В высшей степени характерно, что при первом появлении в Шахматове каких-либо крестьян или мастеровых они обычно приводили поэта в восхищение. «Очень мне нравятся все рабочие, все разные, и каждый умнее, здоровее и красивее почти каждого интеллигента», — пишет он, например, матери 31 мая 1910 года в начале перестройки шахматовского дома. Но потом, обнаружив, что есть среди них и пьяницы, и лодыри, и плуты, он быстро начинает тяготиться обязанностями хозяина и надсмотрщика и видит все уже совсем в черном свете: «…в Шахматове было, по обыкновению, под конец невыносимо — лучше забыть, забыть…» — записывает он в дневнике про это время.
Неудивительно поэтому, что многие суждения Блока о России наивны. Удивительнее как раз то, что при таком сравнительно малом жизненном опыте он зачастую интуитивно приходит к верным мыслям и подлинным прозрениям. Как будто, имея дело с теми же фактами, что и большинство его современников, он обладал способностью улавливать, говоря языком физиков, их ультразвуки, недоступные обычному уху, или «невидимую часть спектра», исходящего от них.
С 1907 года у Блока завязалась переписка с крестьянским поэтом Н. А. Клюевым, впоследствии перешедшая в знакомство. Не только современных нам исследователей, но и некоторых друзей и близких знакомых поэта удивляло значение, которое он придавал письмам своего корреспондента, часто впадавшего то в притворное смирение и жеманство[31], то в пророчески-обличительный тон. «Перезвон красивых фраз, — сердито писала сестра Е. Иванова, Мария Павловна, матери поэта (20 декабря 1911 года), — и А<лександр> А Александрович> принял это очень к сердцу только потому, что, вероятно, сам переживал разные сомнения…».
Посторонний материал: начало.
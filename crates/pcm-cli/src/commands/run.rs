use std::fs;
use std::path::{Path, PathBuf};
use std::time::Instant;

use anyhow::{bail, Context, Result};
use chrono::Utc;
use pcm_algo::SimulationError;
use pcm_cli::cli::Overrides;
use pcm_cli::output::{
    format_runtime, read_state, write_state, write_tables, JsonIntervalSink, RunStatus,
    RunSummary,
};
use pcm_cli::scenario::{LoadedInputs, ScenarioFile};
use tracing::{info, warn};

pub fn handle(
    scenario_path: &Path,
    overrides: &Overrides,
    initial_state: Option<&Path>,
    out: Option<&Path>,
) -> Result<()> {
    let started_at = Utc::now();
    let clock = Instant::now();

    let scenario = ScenarioFile::load(scenario_path)?;
    let config = scenario.config(overrides)?;
    let inputs = LoadedInputs::load(&scenario.inputs)?;
    let sim = inputs.simulation(config)?;

    let out_dir = out
        .map(Path::to_path_buf)
        .or_else(|| scenario.output_dir.clone())
        .unwrap_or_else(|| PathBuf::from("output"));
    fs::create_dir_all(&out_dir)
        .with_context(|| format!("creating output directory {}", out_dir.display()))?;

    let initial = match initial_state {
        Some(path) => {
            info!("Starting from carried state {}", path.display());
            read_state(path)?
        }
        None => sim.initial_state(),
    };

    let config = sim.config();
    let backend = config.solver.kind.backend();
    let mut sink = JsonIntervalSink::new(&out_dir);
    let (results, failure) = match sim.run_with(backend.as_ref(), initial, &mut sink) {
        Ok(results) => (results, None),
        Err(SimulationError::Halted {
            interval,
            failure,
            partial,
            ..
        }) => (*partial, Some((interval, failure))),
        Err(other) => return Err(other).context("simulation failed"),
    };

    let runtime = format_runtime(clock.elapsed());
    let written = write_tables(&out_dir, &results)?;
    write_state(&out_dir, &results.final_state)?;
    let summary = RunSummary {
        status: if failure.is_some() {
            RunStatus::Halted
        } else {
            RunStatus::Completed
        },
        solver: backend.id().to_string(),
        started_at,
        runtime: runtime.clone(),
        start_index: config.start_index,
        interval_length: config.interval_length,
        intervals_requested: config.n_interval,
        intervals_completed: results.intervals_completed(),
        failed_interval: failure.as_ref().map(|(interval, _)| *interval),
        failure: failure.as_ref().map(|(_, f)| f.clone()),
        total_objective: results.total_objective(),
        total_load_shed: results.total_load_shed(),
        final_state: results.final_state.clone(),
    };
    summary.write(&out_dir)?;

    if results.total_load_shed() > 0.0 {
        warn!("{:.3} MWh of demand was shed", results.total_load_shed());
    }
    info!(
        "Wrote {} tables to {} (runtime {})",
        written.len(),
        out_dir.display(),
        runtime
    );

    if let Some((interval, failure)) = failure {
        bail!(
            "interval {interval} failed ({failure}); {} interval(s) completed, partial results in {}",
            results.intervals_completed(),
            out_dir.display()
        );
    }
    println!(
        "Completed {} interval(s), total cost {:.2}",
        results.intervals_completed(),
        results.total_objective()
    );
    Ok(())
}
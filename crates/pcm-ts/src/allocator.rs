//! Slice profile tables to one interval and push zonal demand down to buses.
//!
//! Each bus receives a fixed share of its zone's demand (bus demand over zone
//! demand in the case), computed once and reused for every interval. Only the
//! zonal totals move hour to hour.

use pcm_core::{Case, Fuel};

use crate::error::{ProfileError, ProfileResult};
use crate::table::HourlyTable;
use crate::window::IntervalWindow;

/// Full-horizon input tables.
///
/// Availability tables may be omitted when the case has no generator of
/// that fuel.
#[derive(Debug, Clone)]
pub struct Profiles {
    /// Demand by zone id
    pub demand: HourlyTable,
    /// Hydro output by generator id
    pub hydro: Option<HourlyTable>,
    /// Solar availability by generator id
    pub solar: Option<HourlyTable>,
    /// Wind availability by generator id
    pub wind: Option<HourlyTable>,
}

/// Profile values for the hours of one interval.
///
/// Hydro/solar/wind columns follow case generator order within each fuel
/// subset, matching `Topology::hydro()` and friends.
#[derive(Debug, Clone, PartialEq)]
pub struct IntervalProfiles {
    pub window: IntervalWindow,
    /// `demand[hour][bus]`
    pub demand: Vec<Vec<f64>>,
    /// `hydro[hour][k]` for the k-th hydro generator
    pub hydro: Vec<Vec<f64>>,
    pub solar: Vec<Vec<f64>>,
    pub wind: Vec<Vec<f64>>,
}

struct Source<'a> {
    name: &'static str,
    table: &'a HourlyTable,
    columns: Vec<usize>,
}

impl Source<'_> {
    fn check(&self, window: &IntervalWindow) -> ProfileResult<()> {
        if window.rows().end > self.table.n_hours() {
            return Err(ProfileError::WindowOutOfRange {
                table: self.name,
                start_index: window.start_index,
                length: window.length,
                available: self.table.n_hours(),
            });
        }
        Ok(())
    }

    fn slice(&self, window: &IntervalWindow) -> Vec<Vec<f64>> {
        window
            .rows()
            .filter_map(|hour| self.table.row(hour))
            .map(|row| self.columns.iter().map(|&c| row[c]).collect())
            .collect()
    }
}

pub struct ProfileAllocator<'a> {
    demand: Source<'a>,
    bus_share: Vec<f64>,
    hydro: Option<Source<'a>>,
    solar: Option<Source<'a>>,
    wind: Option<Source<'a>>,
}

fn fuel_source<'a>(
    name: &'static str,
    table: Option<&'a HourlyTable>,
    case: &Case,
    matches: fn(Fuel) -> bool,
) -> ProfileResult<Option<Source<'a>>> {
    let ids: Vec<u64> = case
        .gens()
        .iter()
        .filter(|g| matches(g.fuel))
        .map(|g| g.id.value())
        .collect();
    if ids.is_empty() {
        return Ok(None);
    }
    let table = table.ok_or(ProfileError::MissingTable(name))?;
    let columns = ids
        .iter()
        .map(|&id| {
            table
                .column(id)
                .ok_or(ProfileError::MissingColumn { table: name, id })
        })
        .collect::<ProfileResult<Vec<_>>>()?;
    Ok(Some(Source {
        name,
        table,
        columns,
    }))
}

impl<'a> ProfileAllocator<'a> {
    /// Resolve table columns for every bus zone and profile-driven generator.
    pub fn new(case: &Case, profiles: &'a Profiles) -> ProfileResult<Self> {
        let columns = case
            .buses()
            .iter()
            .map(|bus| {
                profiles
                    .demand
                    .column(bus.zone.value())
                    .ok_or(ProfileError::MissingColumn {
                        table: "demand",
                        id: bus.zone.value(),
                    })
            })
            .collect::<ProfileResult<Vec<_>>>()?;

        Ok(Self {
            demand: Source {
                name: "demand",
                table: &profiles.demand,
                columns,
            },
            bus_share: case.bus_zone_shares(),
            hydro: fuel_source("hydro", profiles.hydro.as_ref(), case, Fuel::is_hydro)?,
            solar: fuel_source("solar", profiles.solar.as_ref(), case, Fuel::is_solar)?,
            wind: fuel_source("wind", profiles.wind.as_ref(), case, Fuel::is_wind)?,
        })
    }

    fn sources(&self) -> impl Iterator<Item = &Source<'a>> {
        std::iter::once(&self.demand)
            .chain(self.hydro.as_ref())
            .chain(self.solar.as_ref())
            .chain(self.wind.as_ref())
    }

    /// Hours available in every table the case needs.
    pub fn available_hours(&self) -> usize {
        self.sources()
            .map(|s| s.table.n_hours())
            .min()
            .unwrap_or(0)
    }

    /// Bus share of zonal demand, in case bus order.
    pub fn bus_shares(&self) -> &[f64] {
        &self.bus_share
    }

    /// Profile values for exactly `window.length` hours.
    pub fn window(&self, window: IntervalWindow) -> ProfileResult<IntervalProfiles> {
        for source in self.sources() {
            source.check(&window)?;
        }

        let demand = self
            .demand
            .slice(&window)
            .into_iter()
            .map(|zonal| {
                zonal
                    .iter()
                    .zip(&self.bus_share)
                    .map(|(zone_demand, share)| zone_demand * share)
                    .collect()
            })
            .collect();

        let fuel = |source: &Option<Source<'a>>| match source {
            Some(s) => s.slice(&window),
            None => vec![Vec::new(); window.length],
        };

        Ok(IntervalProfiles {
            window,
            demand,
            hydro: fuel(&self.hydro),
            solar: fuel(&self.solar),
            wind: fuel(&self.wind),
        })
    }
}
//! Data-integrity errors raised while building a [`Case`](crate::Case) or
//! validating the optional resources attached to it.
//!
//! These are fail-fast errors: they surface before any linear program is
//! constructed and are never retried.

use thiserror::Error;

/// Errors from case construction and resource validation.
#[derive(Error, Debug, Clone, PartialEq)]
pub enum CaseError {
    /// A generator, branch, storage unit, or flexibility entry references a
    /// bus that is not in the bus table.
    #[error("{element} references unknown bus {bus}")]
    DanglingBus { element: String, bus: u64 },

    /// Ids must be unique within each collection.
    #[error("duplicate {collection} id {id}")]
    DuplicateId { collection: &'static str, id: u64 },

    /// A numeric field holds a value the model cannot represent.
    #[error("invalid {field} for {element}: {reason}")]
    InvalidValue {
        element: String,
        field: &'static str,
        reason: String,
    },

    /// A required collection is empty.
    #[error("case has no {0}")]
    Empty(&'static str),
}

impl CaseError {
    pub(crate) fn invalid(
        element: impl std::fmt::Display,
        field: &'static str,
        reason: impl Into<String>,
    ) -> Self {
        CaseError::InvalidValue {
            element: element.to_string(),
            field,
            reason: reason.into(),
        }
    }
}

/// Convenience type alias for results carrying a [`CaseError`].
pub type CaseResult<T> = Result<T, CaseError>;

#[cfg(test)]
mod tests {
    use super::*;

    #[test]
    fn test_error_display() {
        let err = CaseError::DanglingBus {
            element: "gen 4".into(),
            bus: 99,
        };
        assert_eq!(err.to_string(), "gen 4 references unknown bus 99");
    }

    #[test]
    fn test_invalid_value_display() {
        let err = CaseError::invalid("branch 2", "reactance", "must be non-zero");
        assert!(err.to_string().contains("reactance"));
        assert!(err.to_string().contains("branch 2"));
    }
}
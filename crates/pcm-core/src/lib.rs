//! # pcm-core: Production-Cost Case Model
//!
//! Strongly typed records for a production-cost simulation scenario and the
//! topology derived from them.
//!
//! ## Design Philosophy
//!
//! Raw input (whatever a loader produced) is converted into a [`Case`] exactly
//! once, at the boundary. Every cross reference is checked there, so model
//! builders downstream never meet a dangling bus id.
//!
//! - [`Case`] - buses, AC branches, DC lines, generators (immutable per scenario)
//! - [`Storage`] - optional storage units
//! - [`DemandFlexibility`] - optional curtail-and-payback demand resource
//! - [`Topology`] - dense index maps, sparse incidence matrices, fuel subsets
//!
//! ## Quick Start
//!
//! ```rust
//! use pcm_core::*;
//!
//! let data = CaseData {
//!     buses: vec![
//!         BusData { id: 1, demand: 0.0, zone: 1 },
//!         BusData { id: 2, demand: 40.0, zone: 1 },
//!     ],
//!     branches: vec![BranchData { id: 1, from_bus: 1, to_bus: 2, reactance: 0.1, rating: 100.0 }],
//!     dc_lines: vec![],
//!     gens: vec![GenData {
//!         id: 1,
//!         bus: 1,
//!         fuel: Fuel::Ng,
//!         pmin: 0.0,
//!         pmax: 100.0,
//!         ramp30: 0.0,
//!         c0: 0.0,
//!         c1: 20.0,
//!         c2: 0.0,
//!         pg0: 0.0,
//!     }],
//! };
//!
//! let case = Case::from_data(data).unwrap();
//! let topology = Topology::build(&case).unwrap();
//! assert_eq!(topology.n_bus(), 2);
//! assert_eq!(topology.gen_to_bus().nnz(), 1);
//! ```
//!
//! ## ID System
//!
//! Every element carries a newtype id ([`BusId`], [`GenId`], [`BranchId`],
//! [`ZoneId`]) so bus ids cannot be confused with generator ids. Dense matrix
//! indices are a separate concept owned by [`Topology`].

use serde::{Deserialize, Serialize};

pub mod case;
pub mod diagnostics;
pub mod error;
pub mod flexibility;
pub mod storage;
pub mod topology;

pub use case::{
    Branch, BranchData, Bus, BusData, Case, CaseData, DcLine, DcLineData, Fuel, Gen, GenData,
    LinearCost,
};
pub use diagnostics::{DiagnosticIssue, Diagnostics, Severity};
pub use error::{CaseError, CaseResult};
pub use flexibility::DemandFlexibility;
pub use storage::{Storage, StorageUnit};
pub use topology::Topology;

macro_rules! id_newtype {
    ($(#[$meta:meta])* $name:ident, $label:literal) => {
        $(#[$meta])*
        #[derive(
            Debug, Clone, Copy, PartialEq, Eq, PartialOrd, Ord, Hash, Serialize, Deserialize,
        )]
        #[serde(transparent)]
        pub struct $name(u64);

        impl $name {
            #[inline]
            pub fn new(value: u64) -> Self {
                $name(value)
            }
            #[inline]
            pub fn value(&self) -> u64 {
                self.0
            }
        }

        impl std::fmt::Display for $name {
            fn fmt(&self, f: &mut std::fmt::Formatter<'_>) -> std::fmt::Result {
                write!(f, concat!($label, " {}"), self.0)
            }
        }
    };
}

id_newtype!(
    /// Bus identifier as it appears in the source data.
    BusId,
    "bus"
);
id_newtype!(
    /// Generator identifier.
    GenId,
    "gen"
);
id_newtype!(
    /// Branch identifier, shared by AC branches and DC lines.
    BranchId,
    "branch"
);
id_newtype!(
    /// Load zone identifier.
    ZoneId,
    "zone"
);

#[cfg(test)]
pub(crate) mod fixtures {
    use super::*;

    /// Three buses in a line, one generator per bus, demand at bus 3.
    pub fn three_bus_data() -> CaseData {
        let gen = |id: u64, bus: u64, c1: f64| GenData {
            id,
            bus,
            fuel: Fuel::Ng,
            pmin: 0.0,
            pmax: 100.0,
            ramp30: 0.0,
            c0: 0.0,
            c1,
            c2: 0.0,
            pg0: 0.0,
        };
        CaseData {
            buses: vec![
                BusData { id: 1, demand: 0.0, zone: 1 },
                BusData { id: 2, demand: 0.0, zone: 1 },
                BusData { id: 3, demand: 60.0, zone: 1 },
            ],
            branches: vec![
                BranchData { id: 1, from_bus: 1, to_bus: 2, reactance: 0.1, rating: 50.0 },
                BranchData { id: 2, from_bus: 2, to_bus: 3, reactance: 0.1, rating: 50.0 },
            ],
            dc_lines: vec![],
            gens: vec![gen(1, 1, 10.0), gen(2, 2, 10.0), gen(3, 3, 10.0)],
        }
    }
}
Однако Блока не могли не волновать уже само проникновение его стихов в глухой Вытегорский уезд Олонецкой губернии и возникшие в некоем читательском кружке вокруг них споры. «Вот мы сидим шесть человек, — писал ему Клюев, — все читали Ваши стихи, двое хвалят — что красивы, трое говорят… что Вы комнатный поэт». Шестому же, самому автору письма, от блоковских стихов «жаждется чуда прекрасного, как свобода, и грозного, как страшный суд». И именно Блоку, вызвавшему у него эту жажду, посылает он свои стихи:
…Казарма спит в бреду, но сон ее опасен,
Как перед бурей тишь зловещая реки,
Гремучий динамит для подвига припасен,
Для мести без конца отточены штыки.
При всех очевидных огрехах стихи эти и многие места клюевских писем были для Блока драгоценной вестью из таинственной «лесной дебри народа», пользуясь выражением Андрея Белого.
Поэт прислушивался к Кл» еву не только тогда, когда тот писал, что при чтении стихов Блока «душа становится вольной, как океан, как волны, как звезды, как пенный след крылатых кораблей». Многое в «Земле в снегу» Клюев отрицал как «сладкий яд в золотой тонкой чеканке», а цикл «Вольные мысли» характеризовал как «мысли барина-дачника, гуляющего, пьющего, стреляющего за девчонками «для разнообразия» и вообще «отдыхающего» на лоне природы».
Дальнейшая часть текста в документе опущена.